[Opening Extracted material section]

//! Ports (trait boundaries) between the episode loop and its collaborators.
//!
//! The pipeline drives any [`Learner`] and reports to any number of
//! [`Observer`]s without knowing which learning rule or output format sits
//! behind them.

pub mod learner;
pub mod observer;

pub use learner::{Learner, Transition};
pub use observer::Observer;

[Closing Extracted material section]

Work order =
All of the material is to be duplicated exactly.

Worked solution =
//! Ports (trait boundaries) between the episode loop and its collaborators.
//!
//! The pipeline drives any [`Learner`] and reports to any number of
//! [`Observer`]s without knowing which learning rule or output format sits
//! behind them.

pub mod learner;
pub mod observer;

pub use learner::{Learner, Transition};
pub use observer::Observer;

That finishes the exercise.